One Year Anniversary of My Mom’s Passing

My mom and me at Vision AwardsSomeone once remarked, “You won’t remember what people said, but you will never forget how they made you feel.”  My mom made me feel confident, unconditionally loved, a love for animals, special, lucky, a love for family, safe, and responsible.

 

Here’s an example of how she made me feel confident like a superhero.  As a kid when I picked a 1000 piece jigsaw puzzle or a complex model airplane to build, she never said, “That’s too advanced” or “you can’t do that”.  She nurtured me with “Wow!  You can do it.”  And that enabled me to do it.  She always made me feel confident.

 

My mom made me feel unconditionally loved.  I used to wear dorky glasses as a kid – remember that kind?  Of course the “four eyes” name calling soon followed.  My grandpa in Cincinnati, who was a Golden Gloves boxing champion, taught me how to fight and my parents explained that ancient Chinese proverb about sticks and stones may break your bones but names will never harm you. I know it’s not really Chinese, but probably just as old.  My parents said I should never get physical unless I needed to defend myself.  I had a several defensive fights growing up, but there was one boy who always verbally bullied me for many years and I always ignored him.  One time in 6th grade I was playing basketball at lunch and he slapped the ball from my hands so hard that it bounced up and hit my chin which caused quite a jolt.  If they had NBA-style flagrant fouls in 6th grade, this would’ve been one.  That was the final straw and I pummeled the guy until they pulled me off him and woke him up with smelling salts.   I understandably got in trouble at school and of course my mom was called – that was an “Uh oh!” moment. You know that feeling of impending parental doom.  When I got home and walked through the front door, she looked at me and then smiled knowing that the underdog had delivered justice against the bully.  She hugged me hard and kissed me as an expression of her unconditional love.

 

My mom made me feel special through her generosity.  When I was in college, my mom was in her 40s and she was yearning for memories of her childhood.  Yup, you guessed it – it was a mid-life crisis.  She asked me to help her buy a late 1950s Nash Metropolitan just like the one she drove as a teenager in Cincinnati, Ohio.  I had some experience with old cars and I helped her get a 1958 black and white Metropolitan.  I took the bus during my first year at UCLA.  In the summer she said, “Brian, you really need to have car.  Go ahead and take my Metropolitan.”  That became my daily driver for the following 3 years of college thanks to her….and I still have it!  She knew how to make me feel special.

 

She made me feel a love for family.  She would do anything for her family.  I can’t even try to count how many baseball games she schlepped her three sons to or how many times she took my brothers and me to Cincinnati to spend time with her family there.  I also have a deep love of family in large part because of my mom.

 

She made me feel lucky as she seemed to always come swooping down to rescue me just at the right moment.  In Franklin Elementary School in Santa Monica for some reason I never wanted to use the school bathrooms and would “hold it” until I walked home.  Well, one day I must’ve drank too much water.  I was half-way home and then it started.  You know that feeling of an ever expanding bladder.  So there I a few blocks from home – held up at a red light.  The balloon in my pelvis kept expanding.   I bared down with all my might, but alas, it was in vain.
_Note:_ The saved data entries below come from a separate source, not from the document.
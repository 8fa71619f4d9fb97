use serde::Serialize;

use super::resolver::{self, Resolution};
use super::{archive, hierarchy};
use crate::error::{Error, Result};
use crate::store::Store;
use crate::types::{Actor, Permission, Project, ProjectUpdate};

/// Why an operation was refused.
#[derive(Debug, Clone, Copy, PartialEq, Eq)]
pub enum Denial {
    /// No grant path reaches the project.
    NoAccess,
    /// A grant exists but its level is too low.
    Insufficient,
    /// The project, or the ancestor with this id, is archived.
    Archived(i64),
}

/// Outcome of a capability check, with the resolved level attached so
/// callers can surface it without resolving twice.
#[derive(Debug, Clone, Copy, PartialEq, Eq)]
pub struct Decision {
    pub level: Option<Permission>,
    pub denial: Option<Denial>,
}

impl Decision {
    fn allow(level: Permission) -> Self {
        Self {
            level: Some(level),
            denial: None,
        }
    }

    fn deny(level: Option<Permission>, denial: Denial) -> Self {
        Self {
            level,
            denial: Some(denial),
        }
    }

    #[must_use]
    pub fn allowed(&self) -> bool {
        self.denial.is_none()
    }

    /// Turns a denial into the matching boundary error.
    pub fn into_result(self) -> Result<Permission> {
        match (self.denial, self.level) {
            (None, Some(level)) => Ok(level),
            (Some(Denial::Archived(id)), _) => Err(Error::ProjectIsArchived(id)),
            _ => Err(Error::Forbidden),
        }
    }
}

/// A project together with everything needed to decide on it.
#[derive(Debug, Clone)]
pub struct ProjectAccess {
    pub project: Project,
    pub ancestors: Vec<Project>,
    pub resolution: Resolution,
}

impl ProjectAccess {
    pub fn load<S: Store + ?Sized>(store: &S, actor: &Actor, project_id: i64) -> Result<Self> {
        let project = store
            .get_project(project_id)?
            .ok_or(Error::ProjectNotFound(project_id))?;
        let ancestors = hierarchy::ancestors(store, &project)?;
        let resolution = resolver::resolve_with_ancestors(store, actor, &project, &ancestors)?;

        Ok(Self {
            project,
            ancestors,
            resolution,
        })
    }

    #[must_use]
    pub fn level(&self) -> Option<Permission> {
        self.resolution.level
    }

    #[must_use]
    pub fn archived_effective(&self) -> bool {
        archive::archived_effective(&self.project, &self.ancestors)
    }

    fn require_level(&self, required: Permission) -> Option<Decision> {
        match self.resolution.level {
            None => Some(Decision::deny(None, Denial::NoAccess)),
            Some(level) if !level.has(required) => {
                Some(Decision::deny(Some(level), Denial::Insufficient))
            }
            Some(_) => None,
        }
    }

    #[must_use]
    pub fn read(&self) -> Decision {
        self.require_level(Permission::Read)
            .unwrap_or_else(|| Decision::allow(self.level_or_read()))
    }

    #[must_use]
    pub fn write(&self) -> Decision {
        if let Some(denied) = self.require_level(Permission::Write) {
            return denied;
        }
        match archive::archived_by(&self.project, &self.ancestors) {
            Some(id) => Decision::deny(self.level(), Denial::Archived(id)),
            None => Decision::allow(self.level_or_read()),
        }
    }

    #[must_use]
    pub fn admin(&self) -> Decision {
        self.require_level(Permission::Admin)
            .unwrap_or_else(|| Decision::allow(Permission::Admin))
    }

    /// Write check for a project update, honoring the un-archive exception:
    /// a directly archived project may flip `is_archived` back to false as
    /// long as nothing else changes in the same update.
    #[must_use]
    pub fn update(&self, update: &ProjectUpdate) -> Decision {
        if let Some(denied) = self.require_level(Permission::Write) {
            return denied;
        }

        let unarchive_only = update.is_archived == Some(false)
            && !update.touches_more_than_archive(&self.project);
        if unarchive_only && archive::can_toggle_archive(&self.project, &self.ancestors, false) {
            return Decision::allow(self.level_or_read());
        }

        self.write()
    }

    fn level_or_read(&self) -> Permission {
        self.resolution.level.unwrap_or(Permission::Read)
    }
}

fn log_denial(actor: &Actor, project_id: i64, operation: &str, decision: &Decision) {
    if let Some(denial) = decision.denial {
        tracing::debug!(
            actor = actor.virtual_id(),
            project_id,
            operation,
            ?denial,
            "Project access denied"
        );
    }
}

/// Allowed iff any grant path reaches the project. Archive state is ignored.
pub fn can_read<S: Store + ?Sized>(store: &S, actor: &Actor, project_id: i64) -> Result<Decision> {
    let decision = ProjectAccess::load(store, actor, project_id)?.read();
    log_denial(actor, project_id, "read", &decision);
    Ok(decision)
}

/// Allowed iff the actor holds at least write and the project is not
/// archived-effective.
pub fn can_write<S: Store + ?Sized>(store: &S, actor: &Actor, project_id: i64) -> Result<Decision> {
    let decision = ProjectAccess::load(store, actor, project_id)?.write();
    log_denial(actor, project_id, "write", &decision);
    Ok(decision)
}

/// Creating anything inside a project (tasks, sub-projects, shares) follows
/// the write rule.
pub fn can_create<S: Store + ?Sized>(store: &S, actor: &Actor, project_id: i64) -> Result<Decision> {
    can_write(store, actor, project_id)
}

/// Write check for a project update. Moving the project to another parent
/// additionally needs write on the new parent and must not form a cycle.
pub fn can_update<S: Store + ?Sized>(
    store: &S,
    actor: &Actor,
    project_id: i64,
    update: &ProjectUpdate,
) -> Result<Decision> {
    let access = ProjectAccess::load(store, actor, project_id)?;
    let decision = access.update(update);
    log_denial(actor, project_id, "update", &decision);

    if !decision.allowed() || !update.moves_parent(&access.project) {
        return Ok(decision);
    }

    if let Some(Some(new_parent_id)) = update.parent_project_id {
        // Write on the target is checked before walking its ancestors.
        let parent_decision = can_write(store, actor, new_parent_id)?;
        if !parent_decision.allowed() {
            return Ok(Decision {
                level: decision.level,
                denial: parent_decision.denial,
            });
        }
        if hierarchy::would_create_cycle(store, project_id, new_parent_id)? {
            return Err(Error::CyclicHierarchy);
        }
    }

    Ok(decision)
}

/// Allowed iff the actor holds admin. Archive state does not block deleting
/// the project itself.
pub fn can_delete<S: Store + ?Sized>(store: &S, actor: &Actor, project_id: i64) -> Result<Decision> {
    can_admin(store, actor, project_id)
}

pub fn can_admin<S: Store + ?Sized>(store: &S, actor: &Actor, project_id: i64) -> Result<Decision> {
    let decision = ProjectAccess::load(store, actor, project_id)?.admin();
    log_denial(actor, project_id, "admin", &decision);
    Ok(decision)
}

/// Loads the project and fails unless the actor may read it.
pub fn require_read<S: Store + ?Sized>(store: &S, actor: &Actor, project_id: i64) -> Result<ProjectAccess> {
    let access = ProjectAccess::load(store, actor, project_id)?;
    let decision = access.read();
    log_denial(actor, project_id, "read", &decision);
    decision.into_result()?;
    Ok(access)
}

/// Loads the project and fails unless the actor may write to it.
pub fn require_write<S: Store + ?Sized>(store: &S, actor: &Actor, project_id: i64) -> Result<ProjectAccess> {
    let access = ProjectAccess::load(store, actor, project_id)?;
    let decision = access.write();
    log_denial(actor, project_id, "write", &decision);
    decision.into_result()?;
    Ok(access)
}

/// Loads the project and fails unless the actor holds admin on it.
pub fn require_admin<S: Store + ?Sized>(store: &S, actor: &Actor, project_id: i64) -> Result<ProjectAccess> {
    let access = ProjectAccess::load(store, actor, project_id)?;
    let decision = access.admin();
    log_denial(actor, project_id, "admin", &decision);
    decision.into_result()?;
    Ok(access)
}

/// Returns true if the project or any ancestor is archived.
pub fn archived_effective<S: Store + ?Sized>(store: &S, project_id: i64) -> Result<bool> {
    let project = store
        .get_project(project_id)?
        .ok_or(Error::ProjectNotFound(project_id))?;
    let ancestors = hierarchy::ancestors(store, &project)?;
    Ok(archive::archived_effective(&project, &ancestors))
}

/// Returns true if the project's own archived flag may become `new_value`.
pub fn can_toggle_archive<S: Store + ?Sized>(
    store: &S,
    project_id: i64,
    new_value: bool,
) -> Result<bool> {
    let project = store
        .get_project(project_id)?
        .ok_or(Error::ProjectNotFound(project_id))?;
    let ancestors = hierarchy::ancestors(store, &project)?;
    Ok(archive::can_toggle_archive(&project, &ancestors, new_value))
}

/// A project the actor can see, with the level it resolved to.
#[derive(Debug, Clone, Serialize)]
pub struct AccessibleProject {
    #[serde(flatten)]
    pub project: Project,
    pub max_permission: Permission,
}

/// Lists every project the actor can read.
pub fn accessible_projects<S: Store + ?Sized>(
    store: &S,
    actor: &Actor,
) -> Result<Vec<AccessibleProject>> {
    let candidates: Vec<Project> = match actor {
        Actor::LinkShare { project_id, .. } => store.get_project(*project_id)?.into_iter().collect(),
        Actor::User(user) => {
            let team_ids = store.list_user_team_ids(user.id)?;
            store.list_projects_reachable_by(user.id, &team_ids)?
        }
    };

    let mut visible = Vec::new();
    for project in candidates {
        if let Some(level) = resolver::resolve(store, actor, &project)?.level {
            visible.push(AccessibleProject {
                project,
                max_permission: level,
            });
        }
    }
    Ok(visible)
}
use serde::Serialize;

use super::hierarchy;
use crate::error::Result;
use crate::store::Store;
use crate::types::{Actor, Permission, Project, User};

/// Where an effective permission came from.
#[derive(Debug, Clone, Copy, PartialEq, Eq, Serialize)]
#[serde(tag = "kind", rename_all = "snake_case")]
pub enum GrantSource {
    Owner { project_id: i64 },
    UserGrant { project_id: i64 },
    TeamGrant { project_id: i64, team_id: i64 },
    LinkShare { share_id: i64 },
}

/// One grant path and the level it carries.
#[derive(Debug, Clone, Copy, PartialEq, Eq)]
pub struct Grant {
    pub source: GrantSource,
    pub permission: Permission,
}

/// The effective permission of an actor on a project. `level` is `None`
/// when no grant path exists, which means no access at all.
#[derive(Debug, Clone, Copy, PartialEq, Eq, Default)]
pub struct Resolution {
    pub level: Option<Permission>,
    pub source: Option<GrantSource>,
}

impl Resolution {
    #[must_use]
    pub fn none() -> Self {
        Self::default()
    }

    #[must_use]
    pub fn found(&self) -> bool {
        self.level.is_some()
    }

    #[must_use]
    pub fn has(&self, required: Permission) -> bool {
        self.level.is_some_and(|level| level.has(required))
    }

    /// Reduces grant paths to the most permissive one. On a tie the first
    /// path wins, so nearer projects and direct grants are reported first.
    pub fn from_grants(grants: impl IntoIterator<Item = Grant>) -> Self {
        grants
            .into_iter()
            .fold(Self::none(), |best, grant| match best.level {
                Some(level) if level >= grant.permission => best,
                _ => Self {
                    level: Some(grant.permission),
                    source: Some(grant.source),
                },
            })
    }
}

/// Resolves the effective permission of `actor` on `project`, walking the
/// project's ancestors.
pub fn resolve<S: Store + ?Sized>(store: &S, actor: &Actor, project: &Project) -> Result<Resolution> {
    match actor {
        Actor::User(user) if user.id == project.owner_id => Ok(owner(project)),
        Actor::User(user) => {
            let ancestors = hierarchy::ancestors(store, project)?;
            resolve_user(store, user, project, &ancestors)
        }
        Actor::LinkShare { .. } => Ok(resolve_link_share(actor, project)),
    }
}

/// Same as [`resolve`], for callers that already hold the ancestor chain.
pub fn resolve_with_ancestors<S: Store + ?Sized>(
    store: &S,
    actor: &Actor,
    project: &Project,
    ancestors: &[Project],
) -> Result<Resolution> {
    match actor {
        Actor::User(user) if user.id == project.owner_id => Ok(owner(project)),
        Actor::User(user) => resolve_user(store, user, project, ancestors),
        Actor::LinkShare { .. } => Ok(resolve_link_share(actor, project)),
    }
}

fn owner(project: &Project) -> Resolution {
    Resolution {
        level: Some(Permission::Admin),
        source: Some(GrantSource::Owner {
            project_id: project.id,
        }),
    }
}

// Link shares do not inherit and never reach sibling or parent projects.
fn resolve_link_share(actor: &Actor, project: &Project) -> Resolution {
    match actor {
        Actor::LinkShare {
            share_id,
            project_id,
            permission,
        } if *project_id == project.id => Resolution {
            level: Some(*permission),
            source: Some(GrantSource::LinkShare {
                share_id: *share_id,
            }),
        },
        _ => Resolution::none(),
    }
}

fn resolve_user<S: Store + ?Sized>(
    store: &S,
    user: &User,
    project: &Project,
    ancestors: &[Project],
) -> Result<Resolution> {
    let team_ids = store.list_user_team_ids(user.id)?;
    let mut grants = Vec::new();

    for candidate in std::iter::once(project).chain(ancestors) {
        // Ownership is an implicit admin grant and is inherited like one.
        if candidate.owner_id == user.id {
            grants.push(Grant {
                source: GrantSource::Owner {
                    project_id: candidate.id,
                },
                permission: Permission::Admin,
            });
        }

        if let Some(grant) = store.get_user_grant(user.id, candidate.id)? {
            grants.push(Grant {
                source: GrantSource::UserGrant {
                    project_id: candidate.id,
                },
                permission: grant.permission,
            });
        }

        for grant in store.list_team_grants(&team_ids, candidate.id)? {
            grants.push(Grant {
                source: GrantSource::TeamGrant {
                    project_id: candidate.id,
                    team_id: grant.team_id,
                },
                permission: grant.permission,
            });
        }
    }

    let resolution = Resolution::from_grants(grants);
    tracing::debug!(
        user_id = user.id,
        project_id = project.id,
        level = ?resolution.level,
        source = ?resolution.source,
        "Resolved project permission"
    );
    Ok(resolution)
}

#[cfg(test)]
mod tests {
    use super::*;

    fn grant(permission: Permission, project_id: i64) -> Grant {
        Grant {
            source: GrantSource::UserGrant { project_id },
            permission,
        }
    }

    #[test]
    fn test_no_grants_means_no_access() {
        let resolution = Resolution::from_grants([]);
        assert!(!resolution.found());
        assert!(!resolution.has(Permission::Read));
    }

    #[test]
    fn test_most_permissive_wins() {
        let resolution = Resolution::from_grants([
            grant(Permission::Write, 3),
            grant(Permission::Admin, 1),
            grant(Permission::Read, 2),
        ]);
        assert_eq!(resolution.level, Some(Permission::Admin));
        assert_eq!(
            resolution.source,
            Some(GrantSource::UserGrant { project_id: 1 })
        );
    }

    #[test]
    fn test_tie_keeps_first_path() {
        let resolution = Resolution::from_grants([
            grant(Permission::Write, 3),
            Grant {
                source: GrantSource::TeamGrant {
                    project_id: 3,
                    team_id: 9,
                },
                permission: Permission::Write,
            },
        ]);
        assert_eq!(
            resolution.source,
            Some(GrantSource::UserGrant { project_id: 3 })
        );
    }

    #[test]
    fn test_link_share_only_reaches_its_project() {
        let actor = Actor::LinkShare {
            share_id: 5,
            project_id: 10,
            permission: Permission::Write,
        };
        let now = chrono::Utc::now();
        let mut project = Project {
            id: 10,
            title: "shared".to_string(),
            description: None,
            owner_id: 1,
            parent_project_id: None,
            is_archived: false,
            created_at: now,
            updated_at: now,
        };

        let on_target = resolve_link_share(&actor, &project);
        assert_eq!(on_target.level, Some(Permission::Write));
        assert_eq!(on_target.source, Some(GrantSource::LinkShare { share_id: 5 }));

        project.id = 11;
        assert!(!resolve_link_share(&actor, &project).found());
    }
}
My mini-pelvic floor muscles were no match against the liquid.  I felt that unmistakable sensation of warmth streaming down my right leg that etched a dark vertical line all the way down the length of my brown Toughskins pants.  My nightmare though wasn’t over.  I looked down in horror to observe the concrete slowly darkening as a wet circle spread out from the epicenter of my right foot.   I faced the most embarrassing moment of my life:  walking home with obviously soiled clothes.  Just then my mom pulled up to the street corner in her car and rolled down the window and saved me with, “Hi Brian, would you like a ride home?”  That is one example of how she always made me feel lucky.

 

 

My mom made me feel responsible for my actions.  My mom and dad subscribed to the parenting philosophy of “Natural Consequences” for children, largely taught from the book “Children: The Challenge” which Selina and I also use with our girls.  Here’s an example of “Natural Consequences”:  as young boy I would burst her bedroom door wide open while she was sleeping like a log and yell “Batman! Batman! Batman!”  She was constantly sleep-deprived because of me.  Despite all her scolding, I kept up my ritual.  A good friend gave her the idea of how to deal with me and here’s what happened.  Like clockwork the next morning I threw her door open with “Batman! Batman!  Batman!”  She acted out what happened next.  She sleepily put on her nightgown and made her coffee and just sat at the breakfast table faking to be in a daze.  I said, “Mommy, where’s my breakfast?”  She said, “Brian, I didn’t get a full night sleep and I’m just too tired to make breakfast.”  So I went without breakfast that day and guess what?  I never again woke her up early.  Through my childhood and early adulthood, she made me feel responsible and she prepared me for the path of life.

 

While I won’t remember many of her exact words, I will always remember how she made me feel.  I would not be who I am today without my mom.